About this exercise:
Give only the number of lines in these records that include "thiserror".

Available records:
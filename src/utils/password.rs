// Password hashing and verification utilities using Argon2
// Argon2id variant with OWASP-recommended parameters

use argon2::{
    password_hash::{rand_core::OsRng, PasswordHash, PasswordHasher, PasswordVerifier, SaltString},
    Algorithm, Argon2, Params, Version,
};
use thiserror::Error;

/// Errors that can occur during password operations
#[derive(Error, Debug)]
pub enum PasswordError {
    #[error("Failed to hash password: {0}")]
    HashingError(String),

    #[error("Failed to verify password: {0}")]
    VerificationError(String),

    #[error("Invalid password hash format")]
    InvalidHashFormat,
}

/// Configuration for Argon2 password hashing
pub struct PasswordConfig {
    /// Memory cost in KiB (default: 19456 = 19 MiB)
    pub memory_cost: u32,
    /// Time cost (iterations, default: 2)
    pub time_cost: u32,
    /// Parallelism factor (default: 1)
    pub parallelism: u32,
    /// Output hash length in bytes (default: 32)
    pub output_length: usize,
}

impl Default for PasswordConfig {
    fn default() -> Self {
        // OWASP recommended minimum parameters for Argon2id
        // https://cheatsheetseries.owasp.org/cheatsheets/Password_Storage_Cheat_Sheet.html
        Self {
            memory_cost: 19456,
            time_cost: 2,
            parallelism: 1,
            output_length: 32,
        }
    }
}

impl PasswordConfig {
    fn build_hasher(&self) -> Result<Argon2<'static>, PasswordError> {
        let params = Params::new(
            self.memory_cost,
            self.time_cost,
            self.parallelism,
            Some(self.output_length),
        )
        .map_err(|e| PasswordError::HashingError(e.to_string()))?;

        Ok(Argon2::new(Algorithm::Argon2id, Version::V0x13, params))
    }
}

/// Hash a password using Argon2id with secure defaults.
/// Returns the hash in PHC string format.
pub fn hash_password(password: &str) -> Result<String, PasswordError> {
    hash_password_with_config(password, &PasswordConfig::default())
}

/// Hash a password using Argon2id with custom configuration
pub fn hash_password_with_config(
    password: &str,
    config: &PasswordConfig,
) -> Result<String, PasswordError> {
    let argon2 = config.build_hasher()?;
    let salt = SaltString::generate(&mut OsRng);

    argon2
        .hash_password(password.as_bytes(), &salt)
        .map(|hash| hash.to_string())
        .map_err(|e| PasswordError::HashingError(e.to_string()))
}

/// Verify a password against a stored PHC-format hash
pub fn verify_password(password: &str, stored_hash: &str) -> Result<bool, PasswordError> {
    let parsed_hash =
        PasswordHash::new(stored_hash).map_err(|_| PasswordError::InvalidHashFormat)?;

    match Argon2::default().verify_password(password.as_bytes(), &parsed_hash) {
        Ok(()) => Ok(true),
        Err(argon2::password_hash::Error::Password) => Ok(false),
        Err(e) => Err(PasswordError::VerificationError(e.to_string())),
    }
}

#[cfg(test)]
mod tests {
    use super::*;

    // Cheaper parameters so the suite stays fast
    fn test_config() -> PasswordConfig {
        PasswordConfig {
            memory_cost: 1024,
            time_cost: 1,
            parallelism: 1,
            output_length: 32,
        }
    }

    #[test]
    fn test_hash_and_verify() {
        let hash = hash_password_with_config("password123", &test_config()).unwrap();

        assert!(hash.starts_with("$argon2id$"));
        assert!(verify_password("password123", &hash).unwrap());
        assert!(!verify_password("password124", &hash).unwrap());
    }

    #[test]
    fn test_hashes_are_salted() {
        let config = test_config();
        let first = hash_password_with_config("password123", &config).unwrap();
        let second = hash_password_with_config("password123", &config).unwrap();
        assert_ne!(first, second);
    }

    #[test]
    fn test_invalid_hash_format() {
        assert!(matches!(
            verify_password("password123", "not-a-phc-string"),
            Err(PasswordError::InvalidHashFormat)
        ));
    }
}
* * *
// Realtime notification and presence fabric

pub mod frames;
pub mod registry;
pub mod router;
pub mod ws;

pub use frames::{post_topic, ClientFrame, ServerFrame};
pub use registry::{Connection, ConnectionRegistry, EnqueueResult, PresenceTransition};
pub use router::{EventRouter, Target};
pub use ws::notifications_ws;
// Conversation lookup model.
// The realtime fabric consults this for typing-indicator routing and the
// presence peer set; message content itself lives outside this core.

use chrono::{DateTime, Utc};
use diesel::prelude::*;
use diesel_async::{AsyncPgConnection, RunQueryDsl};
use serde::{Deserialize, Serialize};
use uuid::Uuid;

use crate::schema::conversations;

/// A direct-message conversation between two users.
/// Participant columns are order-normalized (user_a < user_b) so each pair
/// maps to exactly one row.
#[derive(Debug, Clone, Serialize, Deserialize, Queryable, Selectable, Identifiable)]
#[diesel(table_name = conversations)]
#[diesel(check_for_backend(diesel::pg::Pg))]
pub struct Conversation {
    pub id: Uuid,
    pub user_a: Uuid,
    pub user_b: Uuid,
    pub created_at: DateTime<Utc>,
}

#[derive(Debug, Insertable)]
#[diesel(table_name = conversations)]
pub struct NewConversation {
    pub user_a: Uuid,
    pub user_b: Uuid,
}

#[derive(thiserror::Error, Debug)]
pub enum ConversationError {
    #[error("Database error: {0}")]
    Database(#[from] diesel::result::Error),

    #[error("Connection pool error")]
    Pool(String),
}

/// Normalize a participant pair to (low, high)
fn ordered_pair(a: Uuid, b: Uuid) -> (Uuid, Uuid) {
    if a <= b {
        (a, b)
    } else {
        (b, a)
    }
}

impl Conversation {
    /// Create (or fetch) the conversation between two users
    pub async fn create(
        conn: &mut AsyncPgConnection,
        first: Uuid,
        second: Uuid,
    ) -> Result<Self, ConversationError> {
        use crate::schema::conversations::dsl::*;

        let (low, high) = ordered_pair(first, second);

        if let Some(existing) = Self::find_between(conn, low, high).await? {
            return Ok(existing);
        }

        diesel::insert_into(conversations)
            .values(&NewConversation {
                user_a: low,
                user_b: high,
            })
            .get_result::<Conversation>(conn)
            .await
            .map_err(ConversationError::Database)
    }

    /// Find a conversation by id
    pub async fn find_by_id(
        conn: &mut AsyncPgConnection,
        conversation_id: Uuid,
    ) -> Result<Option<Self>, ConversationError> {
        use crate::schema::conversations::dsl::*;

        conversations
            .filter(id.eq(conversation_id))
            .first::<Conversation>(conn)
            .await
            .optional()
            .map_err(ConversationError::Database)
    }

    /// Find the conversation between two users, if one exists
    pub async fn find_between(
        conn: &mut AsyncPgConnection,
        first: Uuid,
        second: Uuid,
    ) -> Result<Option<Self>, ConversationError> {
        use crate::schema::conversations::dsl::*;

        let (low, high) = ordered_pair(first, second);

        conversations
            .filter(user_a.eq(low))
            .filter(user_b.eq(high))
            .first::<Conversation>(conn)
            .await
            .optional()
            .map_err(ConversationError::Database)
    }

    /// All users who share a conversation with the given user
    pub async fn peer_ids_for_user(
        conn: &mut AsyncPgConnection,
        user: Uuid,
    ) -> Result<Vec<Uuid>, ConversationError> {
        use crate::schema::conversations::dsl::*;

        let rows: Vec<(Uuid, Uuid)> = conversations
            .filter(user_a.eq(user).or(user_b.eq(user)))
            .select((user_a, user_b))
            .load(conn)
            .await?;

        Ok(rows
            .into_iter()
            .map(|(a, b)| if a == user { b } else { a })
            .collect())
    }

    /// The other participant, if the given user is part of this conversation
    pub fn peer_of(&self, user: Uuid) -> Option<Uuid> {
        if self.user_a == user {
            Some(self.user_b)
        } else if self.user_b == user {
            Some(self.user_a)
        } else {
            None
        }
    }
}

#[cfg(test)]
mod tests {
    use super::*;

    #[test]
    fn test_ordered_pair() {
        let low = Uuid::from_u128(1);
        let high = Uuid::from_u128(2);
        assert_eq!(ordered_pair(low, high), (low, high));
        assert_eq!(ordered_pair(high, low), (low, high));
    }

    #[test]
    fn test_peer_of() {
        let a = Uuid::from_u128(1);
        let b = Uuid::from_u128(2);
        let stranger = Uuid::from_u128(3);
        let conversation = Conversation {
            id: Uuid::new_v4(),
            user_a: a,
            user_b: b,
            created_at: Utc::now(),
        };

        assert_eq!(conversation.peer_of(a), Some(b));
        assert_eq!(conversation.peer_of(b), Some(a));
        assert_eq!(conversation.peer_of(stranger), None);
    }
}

Response area:
2